• **What you are asked to do**: What is needed here is an exact repetition of the records below, beginning at the line that has "to clear state." and stopping after the line that has "let (close, requests)".

• **Information supplied**:
□ □ □ □

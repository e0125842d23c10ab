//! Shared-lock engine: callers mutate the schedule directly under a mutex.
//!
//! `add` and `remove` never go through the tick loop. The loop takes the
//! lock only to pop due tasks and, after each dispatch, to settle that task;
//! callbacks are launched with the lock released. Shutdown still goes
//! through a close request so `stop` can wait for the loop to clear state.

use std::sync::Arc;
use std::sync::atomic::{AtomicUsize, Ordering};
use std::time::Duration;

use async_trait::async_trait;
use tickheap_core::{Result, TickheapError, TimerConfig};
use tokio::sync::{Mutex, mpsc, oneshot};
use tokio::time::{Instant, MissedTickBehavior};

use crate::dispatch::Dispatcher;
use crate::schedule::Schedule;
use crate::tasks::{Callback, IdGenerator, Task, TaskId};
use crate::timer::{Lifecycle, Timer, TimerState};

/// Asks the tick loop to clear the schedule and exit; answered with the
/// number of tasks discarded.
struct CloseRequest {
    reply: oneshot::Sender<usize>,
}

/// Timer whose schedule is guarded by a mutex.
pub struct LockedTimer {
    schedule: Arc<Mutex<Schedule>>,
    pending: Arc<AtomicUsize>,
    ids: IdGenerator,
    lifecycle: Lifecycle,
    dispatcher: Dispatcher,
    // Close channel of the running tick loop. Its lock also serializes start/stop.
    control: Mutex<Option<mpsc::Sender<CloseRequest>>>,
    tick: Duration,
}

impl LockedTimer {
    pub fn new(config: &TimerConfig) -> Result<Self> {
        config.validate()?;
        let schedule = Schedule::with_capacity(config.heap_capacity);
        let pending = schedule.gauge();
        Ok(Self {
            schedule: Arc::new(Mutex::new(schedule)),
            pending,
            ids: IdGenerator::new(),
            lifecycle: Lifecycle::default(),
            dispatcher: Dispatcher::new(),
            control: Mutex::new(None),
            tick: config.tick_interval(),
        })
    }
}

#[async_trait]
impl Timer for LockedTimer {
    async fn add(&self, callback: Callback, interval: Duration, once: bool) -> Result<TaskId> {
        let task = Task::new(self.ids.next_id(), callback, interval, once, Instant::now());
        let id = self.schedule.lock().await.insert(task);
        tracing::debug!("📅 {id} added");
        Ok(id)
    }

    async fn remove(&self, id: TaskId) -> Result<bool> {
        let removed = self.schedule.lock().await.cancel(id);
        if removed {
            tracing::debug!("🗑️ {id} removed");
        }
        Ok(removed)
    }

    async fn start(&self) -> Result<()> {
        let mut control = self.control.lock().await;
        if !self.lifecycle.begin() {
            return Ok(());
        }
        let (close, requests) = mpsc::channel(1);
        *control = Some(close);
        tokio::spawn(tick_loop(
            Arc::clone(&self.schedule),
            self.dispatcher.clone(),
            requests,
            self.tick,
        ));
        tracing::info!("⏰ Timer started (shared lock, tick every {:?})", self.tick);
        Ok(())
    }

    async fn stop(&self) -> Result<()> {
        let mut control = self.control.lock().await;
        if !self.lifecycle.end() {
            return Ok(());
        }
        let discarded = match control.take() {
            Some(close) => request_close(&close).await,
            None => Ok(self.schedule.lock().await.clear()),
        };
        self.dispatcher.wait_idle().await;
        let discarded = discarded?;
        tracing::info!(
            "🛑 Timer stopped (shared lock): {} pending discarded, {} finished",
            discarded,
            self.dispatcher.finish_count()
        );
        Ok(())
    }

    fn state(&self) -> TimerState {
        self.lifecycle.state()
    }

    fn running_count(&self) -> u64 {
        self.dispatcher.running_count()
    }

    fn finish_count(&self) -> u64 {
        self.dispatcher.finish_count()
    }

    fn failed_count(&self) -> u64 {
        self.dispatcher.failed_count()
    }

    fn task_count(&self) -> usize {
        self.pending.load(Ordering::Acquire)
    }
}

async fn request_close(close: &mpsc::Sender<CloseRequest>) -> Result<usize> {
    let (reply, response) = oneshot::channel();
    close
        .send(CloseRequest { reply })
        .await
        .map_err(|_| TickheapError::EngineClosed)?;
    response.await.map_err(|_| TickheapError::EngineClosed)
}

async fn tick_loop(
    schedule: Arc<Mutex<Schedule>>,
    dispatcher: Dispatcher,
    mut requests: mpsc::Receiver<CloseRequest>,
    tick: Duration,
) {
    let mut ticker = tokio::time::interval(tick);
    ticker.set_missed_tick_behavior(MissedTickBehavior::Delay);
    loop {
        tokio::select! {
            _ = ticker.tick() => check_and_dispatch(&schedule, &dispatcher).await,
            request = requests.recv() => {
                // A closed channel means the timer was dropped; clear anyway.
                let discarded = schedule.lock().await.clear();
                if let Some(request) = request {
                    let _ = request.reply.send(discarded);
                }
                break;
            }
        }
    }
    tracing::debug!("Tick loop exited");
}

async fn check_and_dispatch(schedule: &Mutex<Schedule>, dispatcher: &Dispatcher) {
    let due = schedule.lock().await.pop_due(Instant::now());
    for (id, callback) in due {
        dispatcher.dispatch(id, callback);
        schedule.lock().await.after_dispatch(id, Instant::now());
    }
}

□ □ □ □

• **Solved exercise**:
//! through a close request so `stop` can wait for the loop to clear state.

use std::sync::Arc;
use std::sync::atomic::{AtomicUsize, Ordering};
use std::time::Duration;

use async_trait::async_trait;
use tickheap_core::{Result, TickheapError, TimerConfig};
use tokio::sync::{Mutex, mpsc, oneshot};
use tokio::time::{Instant, MissedTickBehavior};

use crate::dispatch::Dispatcher;
use crate::schedule::Schedule;
use crate::tasks::{Callback, IdGenerator, Task, TaskId};
use crate::timer::{Lifecycle, Timer, TimerState};

/// Asks the tick loop to clear the schedule and exit; answered with the
/// number of tasks discarded.
struct CloseRequest {
    reply: oneshot::Sender<usize>,
}

/// Timer whose schedule is guarded by a mutex.
pub struct LockedTimer {
    schedule: Arc<Mutex<Schedule>>,
    pending: Arc<AtomicUsize>,
    ids: IdGenerator,
    lifecycle: Lifecycle,
    dispatcher: Dispatcher,
    // Close channel of the running tick loop. Its lock also serializes start/stop.
    control: Mutex<Option<mpsc::Sender<CloseRequest>>>,
    tick: Duration,
}

impl LockedTimer {
    pub fn new(config: &TimerConfig) -> Result<Self> {
        config.validate()?;
        let schedule = Schedule::with_capacity(config.heap_capacity);
        let pending = schedule.gauge();
        Ok(Self {
            schedule: Arc::new(Mutex::new(schedule)),
            pending,
            ids: IdGenerator::new(),
            lifecycle: Lifecycle::default(),
            dispatcher: Dispatcher::new(),
            control: Mutex::new(None),
            tick: config.tick_interval(),
        })
    }
}

#[async_trait]
impl Timer for LockedTimer {
    async fn add(&self, callback: Callback, interval: Duration, once: bool) -> Result<TaskId> {
        let task = Task::new(self.ids.next_id(), callback, interval, once, Instant::now());
        let id = self.schedule.lock().await.insert(task);
        tracing::debug!("📅 {id} added");
        Ok(id)
    }

    async fn remove(&self, id: TaskId) -> Result<bool> {
        let removed = self.schedule.lock().await.cancel(id);
        if removed {
            tracing::debug!("🗑️ {id} removed");
        }
        Ok(removed)
    }

    async fn start(&self) -> Result<()> {
        let mut control = self.control.lock().await;
        if !self.lifecycle.begin() {
            return Ok(());
        }
        let (close, requests) = mpsc::channel(1);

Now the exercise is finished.